The train does not halt for long, and the next stop, Eismeer, is not far. There are panorama windows there, too. And once again, a gaggle of East Asians got out and took photographs.
The high point of the ride, literally and figuratively, is the next and last stop - Jungfraujoch, 3,454 metres above sea level. The complex of buildings there includes a station concourse, several restaurants with a total seating capacity of several hundred, an atmospheric research station, an Ice Palace, an observation terrace and Switzerland's highest-altitude post office.
The Ice Palace, carved out of glacier ice and decorated with ice sculptures, consists of cavern-like passages that widen into rooms and halls. It is easy to get lost, so the head of the Korean group carried a Swiss flag that she sometimes raised to keep her flock on course.

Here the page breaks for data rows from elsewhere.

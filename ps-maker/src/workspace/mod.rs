//! Project storage seams
//!
//! The pipeline only talks to the project through these two traits: one for
//! PHP sources and rendered files, one for DI service records. The
//! filesystem and YAML implementations are used by the CLI; tests use
//! [`crate::testing::InMemoryWorkspace`].

use crate::error::Result;
use crate::scaffold::services::ServiceDescriptor;
use std::fmt;
use std::path::Path;

mod fs;
mod services_yaml;

pub use fs::ProjectWorkspace;
pub use services_yaml::{ServiceConflictPolicy, YamlServiceStore};

/// Access to project source files
pub trait SourceStore {
    /// Whether the class resolves to an existing file
    fn class_exists(&self, class: &str) -> bool;

    /// Whether a file exists, relative to the project root
    fn file_exists(&self, path: &Path) -> bool;

    /// Current source of a class, `None` when it has no file
    ///
    /// # Errors
    ///
    /// Returns an error if the file exists but cannot be read.
    fn read_existing_source(&self, class: &str) -> Result<Option<String>>;

    /// Write a file relative to the project root, creating parent directories
    ///
    /// # Errors
    ///
    /// Returns an error if the file cannot be written.
    fn write_file(&mut self, path: &Path, content: &str) -> Result<()>;
}

/// What an upsert did to the stored record
#[derive(Debug, Clone, Copy, PartialEq, Eq)]
pub enum UpsertOutcome {
    /// No record with this id existed
    Inserted,
    /// A different record was replaced
    Updated,
    /// The stored record was already identical
    Unchanged,
    /// A different record exists and was left alone
    Kept,
}

impl fmt::Display for UpsertOutcome {
    fn fmt(&self, f: &mut fmt::Formatter<'_>) -> fmt::Result {
        f.write_str(match self {
            Self::Inserted => "inserted",
            Self::Updated => "updated",
            Self::Unchanged => "unchanged",
            Self::Kept => "kept",
        })
    }
}

/// DI configuration store keyed by service id
pub trait ServiceStore {
    /// Insert or replace the record with the descriptor's id
    ///
    /// # Errors
    ///
    /// Returns an error if the record cannot be stored.
    fn upsert_service(&mut self, service: &ServiceDescriptor) -> Result<UpsertOutcome>;

    /// Flush pending upserts
    ///
    /// # Errors
    ///
    /// Returns an error if the store cannot be written.
    fn persist(&mut self) -> Result<()>;
}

A lift takes tourists, at a speedy 6.3 metres per second, another 108 metres up to the Sphinx observation hall and terrace, the highest accessible point at the Top of Europe. There, you can gaze at the mountains through the windows or step outside if you are not afraid of the cold. The wind is bracing, to say the least, at such a high altitude.
Standing on the terrace, as snowflakes fall so quietly, gives you a special feeling. In a way it is mind-blowing. How do you say that in Japanese?